AÇÃO PENAL

Ministro do STJ afasta crime de apologia atribuído a mulher por dizer que iria vender drogas

Magistrado anula processo por falta de publicidade e exaltação de crime passado

Ministro do STJ afasta crime de apologia atribuído a mulher por dizer que iria vender drogas

O ministro Ribeiro Dantas, do Superior Tribunal de Justiça (STJ), trancou definitivamente uma ação penal contra uma mulher acusada de apologia ao crime no Pará. A decisão, tomada após o TJ-PA manter o processo, reafirma que desabafos ou promessas de crimes futuros não configuram o delito de apologia, especialmente quando ditos de forma isolada a um policial.

O caso teve início quando o Ministério Público do Pará denunciou a mulher por ter dito a um investigador da Polícia Civil, durante uma abordagem, que "iria vender drogas". O tribunal estadual entendeu que a frase era uma exaltação ao tráfico e que o histórico criminal da acusada justificava o processo. No entanto, a defesa recorreu ao STJ, argumentando que não houve louvor público ao crime, requisito essencial para a condenação.

Ao analisar o pedido de habeas corpus, o ministro Ribeiro Dantas explicou que, para existir o crime de apologia (artigo 287 do Código Penal), é necessário que o autor elogie um crime já ocorrido ou um criminoso específico diante de um público indeterminado. Na situação em questão, a fala foi um diálogo pontual com um agente do Estado.

"Trata-se, quando muito, de manifestação isolada, proferida em contexto de abordagem policial, dirigida a interlocutor específico, traduzindo eventual desabafo, provocação ou promessa de prática futura de delito", esclareceu o ministro. Ele ressaltou que prometer cometer um crime no futuro é diferente de fazer apologia a um fato já acontecido.

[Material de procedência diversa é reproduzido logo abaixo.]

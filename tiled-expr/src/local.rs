//! Single-process reference backend.
//!
//! [`LocalArray`] is a tiled array in which every tile holds one scalar.
//! [`LocalEngine`] evaluates block expressions over such arrays. Together
//! they pin down the semantics a distributed engine must reproduce: which
//! tiles are written, how labels permute axes, and how factors and
//! conjugation apply.

use std::sync::{RwLock, RwLockReadGuard, RwLockWriteGuard};

use tiled_traits::Scalar;

use crate::array::{DistributedArray, TileRange};
use crate::assign::{AssignmentPlan, BlockEngine};
use crate::block::BlockView;
use crate::expr::BlockExpr;
use crate::{BlockExprError, Result};

/// Row-major strides (last index varies fastest).
fn row_major_strides(extents: &[usize]) -> Vec<usize> {
    let rank = extents.len();
    if rank == 0 {
        return vec![];
    }
    let mut strides = vec![1usize; rank];
    for i in (0..rank - 1).rev() {
        strides[i] = strides[i + 1] * extents[i + 1];
    }
    strides
}

/// Advance a row-major multi-index; returns `false` after the last index.
fn increment(index: &mut [usize], extents: &[usize]) -> bool {
    for d in (0..index.len()).rev() {
        index[d] += 1;
        if index[d] < extents[d] {
            return true;
        }
        index[d] = 0;
    }
    false
}

/// An in-memory tiled array with one scalar per tile.
///
/// Tiles are addressed by their global tile index, so a range that does not
/// start at the origin is addressed from its lower bound. Writes go through
/// interior mutability because block views only hold shared references.
#[derive(Debug)]
pub struct LocalArray<T> {
    range: TileRange,
    strides: Vec<usize>,
    data: RwLock<Vec<T>>,
}

impl<T: Scalar> LocalArray<T> {
    /// An array over `range` with every tile zero.
    pub fn zeros(range: TileRange) -> Self {
        let len = range.volume();
        Self::from_parts(range, vec![T::zero(); len])
    }

    /// An array over `range` whose tile at `index` holds `f(index)`.
    pub fn from_fn(range: TileRange, mut f: impl FnMut(&[usize]) -> T) -> Self {
        let extents = range.extents();
        let volume = range.volume();
        let mut data = Vec::with_capacity(volume);
        let mut rel = vec![0; range.rank()];
        let mut index = range.lower().to_vec();
        for _ in 0..volume {
            for (d, r) in rel.iter().enumerate() {
                index[d] = range.lower()[d] + r;
            }
            data.push(f(&index));
            increment(&mut rel, &extents);
        }
        Self::from_parts(range, data)
    }

    fn from_parts(range: TileRange, data: Vec<T>) -> Self {
        let strides = row_major_strides(&range.extents());
        Self {
            range,
            strides,
            data: RwLock::new(data),
        }
    }

    /// The array's tile range.
    pub fn range(&self) -> &TileRange {
        &self.range
    }

    fn offset(&self, index: &[usize]) -> Option<usize> {
        if !self.range.contains(index) {
            return None;
        }
        Some(
            index
                .iter()
                .zip(self.range.lower())
                .zip(&self.strides)
                .map(|((i, l), s)| (i - l) * s)
                .sum(),
        )
    }

    fn read(&self) -> RwLockReadGuard<'_, Vec<T>> {
        self.data.read().unwrap_or_else(|poisoned| poisoned.into_inner())
    }

    fn write(&self) -> RwLockWriteGuard<'_, Vec<T>> {
        self.data
            .write()
            .unwrap_or_else(|poisoned| poisoned.into_inner())
    }

    /// Value of the tile at `index`, or `None` outside the range.
    pub fn get(&self, index: &[usize]) -> Option<T> {
        let offset = self.offset(index)?;
        Some(self.read()[offset])
    }

    /// Overwrite the tile at `index`.
    pub fn set(&self, index: &[usize], value: T) -> Result<()> {
        let offset = self.offset(index).ok_or_else(|| {
            BlockExprError::Evaluation(format!(
                "tile {index:?} outside array range {}",
                self.range
            ))
        })?;
        self.write()[offset] = value;
        Ok(())
    }

    /// All tiles in row-major order.
    pub fn to_vec(&self) -> Vec<T> {
        self.read().clone()
    }

    /// Whether every tile equals zero.
    pub fn is_zero(&self) -> bool {
        self.read().iter().all(|x| x.is_zero())
    }
}

impl<T: Scalar> DistributedArray for LocalArray<T> {
    type Scalar = T;

    fn lobound(&self) -> &[usize] {
        self.range.lower()
    }

    fn upbound(&self) -> &[usize] {
        self.range.upper()
    }
}

/// Evaluates block expressions over [`LocalArray`]s.
///
/// Every destination value is computed before the first write, so an
/// expression may read the block it is assigned to.
#[derive(Debug, Clone, Copy, Default)]
pub struct LocalEngine;

impl LocalEngine {
    fn eval_at<T: Scalar>(
        expr: &BlockExpr<'_, LocalArray<T>>,
        plan: &AssignmentPlan,
        rel: &[usize],
        leaf: &mut usize,
    ) -> Result<T> {
        match expr {
            BlockExpr::Block(b) => Self::read_leaf(b, plan, rel, leaf),
            BlockExpr::Scaled(s) => Ok(s.apply(Self::read_leaf(s.block(), plan, rel, leaf)?)),
            BlockExpr::Add(l, r) => {
                let lhs = Self::eval_at(l, plan, rel, leaf)?;
                Ok(lhs + Self::eval_at(r, plan, rel, leaf)?)
            }
            BlockExpr::Sub(l, r) => {
                let lhs = Self::eval_at(l, plan, rel, leaf)?;
                Ok(lhs - Self::eval_at(r, plan, rel, leaf)?)
            }
            BlockExpr::Mul(l, r) => {
                let lhs = Self::eval_at(l, plan, rel, leaf)?;
                Ok(lhs * Self::eval_at(r, plan, rel, leaf)?)
            }
        }
    }

    fn read_leaf<T: Scalar>(
        block: &BlockView<'_, LocalArray<T>>,
        plan: &AssignmentPlan,
        rel: &[usize],
        leaf: &mut usize,
    ) -> Result<T> {
        let index = plan.leaf_index(*leaf, block.lower_bound(), rel);
        *leaf += 1;
        block.array().get(&index).ok_or_else(|| {
            BlockExprError::Evaluation(format!(
                "source tile {index:?} outside array range {}",
                block.array().range()
            ))
        })
    }
}

impl<T: Scalar> BlockEngine<LocalArray<T>> for LocalEngine {
    fn evaluate_into(
        &self,
        plan: &AssignmentPlan,
        expr: &BlockExpr<'_, LocalArray<T>>,
        dest: &BlockView<'_, LocalArray<T>>,
    ) -> Result<()> {
        let volume = plan.volume();
        let mut values = Vec::with_capacity(volume);
        let mut rel = vec![0; plan.rank()];
        for _ in 0..volume {
            let mut leaf = 0;
            values.push(Self::eval_at(expr, plan, &rel, &mut leaf)?);
            increment(&mut rel, plan.extents());
        }

        let array = dest.array();
        let lower = dest.lower_bound();
        let mut data = array.write();
        let mut index = lower.to_vec();
        for value in values {
            for (d, r) in rel.iter().enumerate() {
                index[d] = lower[d] + r;
            }
            let offset = array.offset(&index).ok_or_else(|| {
                BlockExprError::Evaluation(format!(
                    "destination tile {index:?} outside array range {}",
                    array.range()
                ))
            })?;
            data[offset] = value;
            increment(&mut rel, plan.extents());
        }
        Ok(())
    }
}
//! Seeded-hash process map.

#[cfg(feature = "parallel")]
use rayon::prelude::*;

use crate::hash::hash_combine;
use crate::pmap::Pmap;
use crate::{trace_enabled, ProcessGroup, DEFAULT_SEED};

/// Process map that assigns `key` to `hash_combine(seed, key) % procs`.
///
/// The map is built unseeded (seed [`DEFAULT_SEED`], empty local list) and
/// becomes usable for local iteration once [`set_seed`](HashPmap::set_seed)
/// has scanned the key space. `owner` is valid at any time.
#[derive(Debug, Clone, PartialEq, Eq)]
pub struct HashPmap {
    rank: usize,
    procs: usize,
    size: usize,
    seed: u64,
    local: Vec<usize>,
}

impl HashPmap {
    /// Create an unseeded map of `size` keys over the processes of `group`.
    pub fn new(group: ProcessGroup, size: usize) -> Self {
        Self {
            rank: group.rank(),
            procs: group.size(),
            size,
            seed: DEFAULT_SEED,
            local: Vec::new(),
        }
    }

    /// Rank of the process this map was built for.
    #[inline]
    pub fn rank(&self) -> usize {
        self.rank
    }

    /// Number of processes.
    #[inline]
    pub fn procs(&self) -> usize {
        self.procs
    }

    /// Size of the key space.
    #[inline]
    pub fn size(&self) -> usize {
        self.size
    }

    /// Current seed.
    #[inline]
    pub fn seed(&self) -> u64 {
        self.seed
    }

    /// Process that owns `key`.
    ///
    /// `key >= size` is a precondition violation; it is only caught by a
    /// debug assertion.
    #[inline]
    pub fn owner(&self, key: usize) -> usize {
        debug_assert!(
            key < self.size,
            "key {key} out of range for pmap of size {}",
            self.size
        );
        (hash_combine(self.seed, key as u64) % self.procs as u64) as usize
    }

    /// Whether `key` is owned by this process.
    #[inline]
    pub fn is_local(&self, key: usize) -> bool {
        self.owner(key) == self.rank
    }

    /// Set the seed and rebuild the ascending list of local keys.
    ///
    /// The previous local list is discarded, so reseeding never accumulates.
    pub fn set_seed(&mut self, seed: u64) {
        self.seed = seed;
        self.local = self.scan_local();
        if trace_enabled() {
            eprintln!(
                "HashPmap::set_seed: rank={} procs={} size={} seed={:#x} local={}",
                self.rank,
                self.procs,
                self.size,
                self.seed,
                self.local.len()
            );
        }
    }

    #[cfg(feature = "parallel")]
    fn scan_local(&self) -> Vec<usize> {
        if self.size >= crate::PARALLEL_SCAN_THRESHOLD {
            (0..self.size)
                .into_par_iter()
                .filter(|&key| self.owner(key) == self.rank)
                .collect()
        } else {
            self.scan_local_serial()
        }
    }

    #[cfg(not(feature = "parallel"))]
    fn scan_local(&self) -> Vec<usize> {
        self.scan_local_serial()
    }

    fn scan_local_serial(&self) -> Vec<usize> {
        (0..self.size)
            .filter(|&key| self.owner(key) == self.rank)
            .collect()
    }

    /// Keys owned by this process, in ascending order.
    #[inline]
    pub fn local(&self) -> &[usize] {
        &self.local
    }

    /// Number of keys owned by this process.
    #[inline]
    pub fn local_size(&self) -> usize {
        self.local.len()
    }

    /// `true` when this process owns no keys.
    #[inline]
    pub fn is_empty(&self) -> bool {
        self.local.is_empty()
    }

    /// Iterate over the keys owned by this process.
    pub fn iter(&self) -> std::slice::Iter<'_, usize> {
        self.local.iter()
    }

    /// A fresh map over the same processes and key space.
    ///
    /// The companion starts unseeded with an empty local list and can be
    /// seeded independently of `self`.
    pub fn clone_unseeded(&self) -> HashPmap {
        HashPmap {
            rank: self.rank,
            procs: self.procs,
            size: self.size,
            seed: DEFAULT_SEED,
            local: Vec::new(),
        }
    }
}

impl Pmap for HashPmap {
    fn rank(&self) -> usize {
        HashPmap::rank(self)
    }

    fn procs(&self) -> usize {
        HashPmap::procs(self)
    }

    fn size(&self) -> usize {
        HashPmap::size(self)
    }

    fn seed(&self) -> u64 {
        HashPmap::seed(self)
    }

    fn owner(&self, key: usize) -> usize {
        HashPmap::owner(self, key)
    }

    fn set_seed(&mut self, seed: u64) {
        HashPmap::set_seed(self, seed)
    }

    fn local(&self) -> &[usize] {
        HashPmap::local(self)
    }

    fn clone_unseeded(&self) -> Box<dyn Pmap> {
        Box::new(HashPmap::clone_unseeded(self))
    }
}

impl<'a> IntoIterator for &'a HashPmap {
    type Item = &'a usize;
    type IntoIter = std::slice::Iter<'a, usize>;

    fn into_iter(self) -> Self::IntoIter {
        self.local.iter()
    }
}

#[cfg(test)]
mod tests {
    use super::*;

    fn seeded(rank: usize, procs: usize, size: usize, seed: u64) -> HashPmap {
        let mut pmap = HashPmap::new(ProcessGroup::new(rank, procs).unwrap(), size);
        pmap.set_seed(seed);
        pmap
    }

    #[test]
    fn test_unseeded_state() {
        let pmap = HashPmap::new(ProcessGroup::new(0, 2).unwrap(), 8);
        assert_eq!(pmap.seed(), DEFAULT_SEED);
        assert!(pmap.is_empty());
        assert_eq!(pmap.local_size(), 0);
        // owner is usable before seeding
        assert!(pmap.owner(3) < 2);
    }

    #[test]
    fn test_local_matches_owner() {
        let pmap = seeded(2, 4, 100, 7);
        let expected: Vec<usize> = (0..100).filter(|&k| pmap.owner(k) == 2).collect();
        assert_eq!(pmap.local(), expected.as_slice());
        assert_eq!(pmap.local_size(), expected.len());
        assert!(pmap.local().iter().all(|&k| pmap.is_local(k)));
    }

    #[test]
    fn test_local_is_strictly_ascending() {
        let pmap = seeded(1, 3, 500, 99);
        assert!(pmap.local().windows(2).all(|w| w[0] < w[1]));
    }

    #[test]
    fn test_reseed_replaces_local_list() {
        let mut pmap = seeded(0, 2, 64, 1);
        pmap.set_seed(2);
        let fresh = seeded(0, 2, 64, 2);
        assert_eq!(pmap.local(), fresh.local());
        pmap.set_seed(2);
        assert_eq!(pmap.local(), fresh.local());
    }

    #[test]
    fn test_single_process_owns_everything() {
        let pmap = seeded(0, 1, 10, 1234);
        assert_eq!(pmap.local(), (0..10).collect::<Vec<_>>().as_slice());
    }

    #[test]
    fn test_empty_key_space() {
        let pmap = seeded(0, 3, 0, 5);
        assert!(pmap.is_empty());
        assert_eq!(pmap.iter().count(), 0);
    }

    #[test]
    fn test_clone_unseeded_shares_nothing() {
        let pmap = seeded(1, 4, 40, 11);
        let mut companion = pmap.clone_unseeded();
        assert_eq!(companion.rank(), 1);
        assert_eq!(companion.procs(), 4);
        assert_eq!(companion.size(), 40);
        assert_eq!(companion.seed(), DEFAULT_SEED);
        assert!(companion.is_empty());

        companion.set_seed(12);
        assert_eq!(pmap.seed(), 11);
        assert_eq!(pmap.local(), seeded(1, 4, 40, 11).local());
    }

    #[test]
    fn test_trait_object_clone_unseeded() {
        let pmap: Box<dyn Pmap> = Box::new(seeded(0, 2, 16, 3));
        let mut companion = pmap.clone_unseeded();
        assert!(companion.is_empty());
        companion.set_seed(3);
        assert_eq!(companion.local(), pmap.local());
        assert_eq!(companion.local_size(), pmap.local_size());
    }

    #[test]
    fn test_into_iterator() {
        let pmap = seeded(0, 2, 20, 8);
        let collected: Vec<usize> = (&pmap).into_iter().copied().collect();
        assert_eq!(collected, pmap.local());
        let mut count = 0;
        for _ in &pmap {
            count += 1;
        }
        assert_eq!(count, pmap.local_size());
    }

    #[cfg(feature = "parallel")]
    #[test]
    fn test_parallel_scan_matches_serial() {
        let pmap = seeded(3, 5, crate::PARALLEL_SCAN_THRESHOLD + 17, 21);
        assert_eq!(pmap.local(), pmap.scan_local_serial().as_slice());
    }
}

Além disso, o magistrado criticou a utilização dos antecedentes criminais para validar a acusação. Segundo Dantas, a análise da justiça deve se limitar ao fato ocorrido no momento, e não ao passado da pessoa para suprir falhas na acusação. Com a decisão, a perseguição penal foi considerada sem "justa causa", encerrando definitivamente o processo por falta de enquadramento legal da conduta.